At the time of each presentation, the data presented will be available on the Publications page, located within the Pipeline section, of the Company’s website at www.tgtherapeutics.com/publications.cfm.

INVESTOR & ANALYST VIRTUAL EVENT INFORMATION
The Company will host a virtual event on Monday, September 20, 2021 at 8:30 AM ET, to discuss the updated Phase 1 data evaluating UKONIQ (umbralisib) and ublituximab (U2) in combination with venetoclax in patients with CLL as well as provide an overview of the Phase 2/3 ULTRA-V program.

To attend the live event, please visit the Events page, located within the Investors & Media section, of the Company’s website at View Source Following the live event, an archive file will be available for replay, for a period of 30 days after the call.

ABOUT U2 PLUS VENETOCLAX PHASE 1 TRIAL
The Phase 1/2 trial, (NCT03379051), is a multi-center, dose-escalation trial designed to assess the safety and efficacy of UKONIQ and ublituximab (U2) plus venetoclax in patients with relapsed or refractory CLL. The primary objective of the trial is to evaluate the safety of venetoclax after U2 induction. The secondary objectives are clinical efficacy as defined by overall response rate (ORR), including complete response (CR) rate, progression-free survival (PFS), and undetectable minimal residual disease (uMRD) rate after 12 cycles of therapy.
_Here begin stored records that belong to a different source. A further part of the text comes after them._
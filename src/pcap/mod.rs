//! Capture file reading.
//!
//! Reads PCAP and PCAPNG files (optionally gzipped) and exposes raw frames
//! for decoding.

mod packet;
mod reader;

pub use packet::RawPacket;
pub use reader::{is_gzip_extension, PcapReader};
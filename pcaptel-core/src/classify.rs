//! Port and layer heuristics mapping a packet to a protocol label.
//!
//! [`classify`] is total: every packet gets exactly one [`Protocol`], and
//! packets missing the layers a rule needs fall through to the next rule
//! and finally to [`Protocol::Other`].

use std::fmt;

use serde::{Serialize, Serializer};

use crate::packet::{ip_proto, LinkTag, PacketRecord, Transport};

/// Well-known port tables, checked in order.
pub mod ports {
    pub const MQTT: &[u16] = &[1883, 8883];
    pub const HTTP: &[u16] = &[80, 8080];
    pub const HTTPS: &[u16] = &[443];
    pub const FTP: &[u16] = &[20, 21];
    pub const SSH: &[u16] = &[22];
    pub const SMTP: &[u16] = &[25];
    pub const DNS: &[u16] = &[53];
    pub const TELNET: &[u16] = &[23];
    pub const DHCP: &[u16] = &[67, 68];
    pub const SNMP: &[u16] = &[161];
    pub const NTP: &[u16] = &[123];
    pub const TFTP: &[u16] = &[69];
}

/// Protocol label assigned to a packet.
#[derive(Debug, Clone, Copy, PartialEq, Eq, Hash, PartialOrd, Ord)]
pub enum Protocol {
    Mqtt,
    Http,
    Https,
    Ftp,
    Ssh,
    Smtp,
    DnsTcp,
    Telnet,
    Tcp,
    Dns,
    Dhcp,
    Snmp,
    Ntp,
    Tftp,
    Udp,
    Icmp,
    Igmp,
    Esp,
    Ah,
    Ospf,
    Pim,
    Arp,
    Ipv6,
    Llc,
    Stp,
    Other,
}

impl Protocol {
    /// Return the report label for this protocol.
    pub fn as_str(&self) -> &'static str {
        match self {
            Protocol::Mqtt => "MQTT",
            Protocol::Http => "HTTP",
            Protocol::Https => "HTTPS",
            Protocol::Ftp => "FTP",
            Protocol::Ssh => "SSH",
            Protocol::Smtp => "SMTP",
            Protocol::DnsTcp => "DNS-TCP",
            Protocol::Telnet => "Telnet",
            Protocol::Tcp => "TCP",
            Protocol::Dns => "DNS",
            Protocol::Dhcp => "DHCP",
            Protocol::Snmp => "SNMP",
            Protocol::Ntp => "NTP",
            Protocol::Tftp => "TFTP",
            Protocol::Udp => "UDP",
            Protocol::Icmp => "ICMP",
            Protocol::Igmp => "IGMP",
            Protocol::Esp => "ESP",
            Protocol::Ah => "AH",
            Protocol::Ospf => "OSPF",
            Protocol::Pim => "PIM",
            Protocol::Arp => "ARP",
            Protocol::Ipv6 => "IPv6",
            Protocol::Llc => "LLC",
            Protocol::Stp => "STP",
            Protocol::Other => "Other",
        }
    }
}

impl Serialize for Protocol {
    fn serialize<S: Serializer>(&self, serializer: S) -> Result<S::Ok, S::Error> {
        serializer.serialize_str(self.as_str())
    }
}

impl fmt::Display for Protocol {
    fn fmt(&self, f: &mut fmt::Formatter<'_>) -> fmt::Result {
        f.write_str(self.as_str())
    }
}

const TCP_TABLE: &[(&[u16], Protocol)] = &[
    (ports::MQTT, Protocol::Mqtt),
    (ports::HTTP, Protocol::Http),
    (ports::HTTPS, Protocol::Https),
    (ports::FTP, Protocol::Ftp),
    (ports::SSH, Protocol::Ssh),
    (ports::SMTP, Protocol::Smtp),
    (ports::DNS, Protocol::DnsTcp),
    (ports::TELNET, Protocol::Telnet),
];

const UDP_TABLE: &[(&[u16], Protocol)] = &[
    (ports::DNS, Protocol::Dns),
    (ports::DHCP, Protocol::Dhcp),
    (ports::SNMP, Protocol::Snmp),
    (ports::NTP, Protocol::Ntp),
    (ports::TFTP, Protocol::Tftp),
];

fn match_ports(table: &[(&[u16], Protocol)], src: u16, dst: u16) -> Option<Protocol> {
    table
        .iter()
        .find(|(ports, _)| ports.contains(&dst) || ports.contains(&src))
        .map(|(_, proto)| *proto)
}

/// Classify a packet.
pub fn classify(packet: &PacketRecord) -> Protocol {
    if let Some(ip) = &packet.ip {
        match &packet.transport {
            Some(Transport::Tcp(tcp)) => {
                return match_ports(TCP_TABLE, tcp.src_port, tcp.dst_port)
                    .unwrap_or(Protocol::Tcp);
            }
            Some(Transport::Udp(udp)) => {
                return match_ports(UDP_TABLE, udp.src_port, udp.dst_port)
                    .unwrap_or(Protocol::Udp);
            }
            None => {
                let by_number = match ip.protocol {
                    ip_proto::ICMP => Some(Protocol::Icmp),
                    ip_proto::IGMP => Some(Protocol::Igmp),
                    ip_proto::ESP => Some(Protocol::Esp),
                    ip_proto::AH => Some(Protocol::Ah),
                    ip_proto::OSPF => Some(Protocol::Ospf),
                    ip_proto::PIM => Some(Protocol::Pim),
                    _ => None,
                };
                if let Some(proto) = by_number {
                    return proto;
                }
            }
        }
    }

    // IP packets with an unknown protocol number still get a look at the tags
    [
        (LinkTag::Arp, Protocol::Arp),
        (LinkTag::Ipv6, Protocol::Ipv6),
        (LinkTag::Llc, Protocol::Llc),
        (LinkTag::Stp, Protocol::Stp),
    ]
    .into_iter()
    .find(|(tag, _)| packet.tags.contains(*tag))
    .map(|(_, proto)| proto)
    .unwrap_or(Protocol::Other)
}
The trial enrolled approximately 50 CLL patients and is being led by Dr. Paul Barr of the Wilmot Cancer Institute, University of Rochester Medical Center.

ABOUT ULTRA-V PHASE 2 TRIAL
The ULTRA-V Phase 2 trial, (NCT03801525), is an open-label, multicenter, trial designed to investigate the efficacy and safety of UKONIQ and ublituximab (U2) combined with venetoclax in subjects with CLL. The primary endpoint of the trial is overall response rate (ORR) and complete response (CR) rate. The trial enrolled approximately 165 patients with front-line and previously treated CLL at 26 sites throughout the United States.

ABOUT ULTRA-V PHASE 3 TRIAL
The ULTRA-V Phase 3 trial is an open-label, multicenter, randomized controlled clinical trial comparing the time-limited triple combination of UKONIQ and ublituximab (U2) plus venetoclax, to an active control arm of continuous U2. The Phase 3 trial includes two independent randomized cohorts of CLL subjects: a treatment-naïve cohort and a previously treated cohort, with each cohort being enrolled and evaluated independently of each other. The primary endpoint for the trial is progression-free survival (PFS). This trial is being led by Richard R. Furman, MD, Director of CLL Research Center at Weill Cornell Medicine and targeting over 60 U.S. trial sites.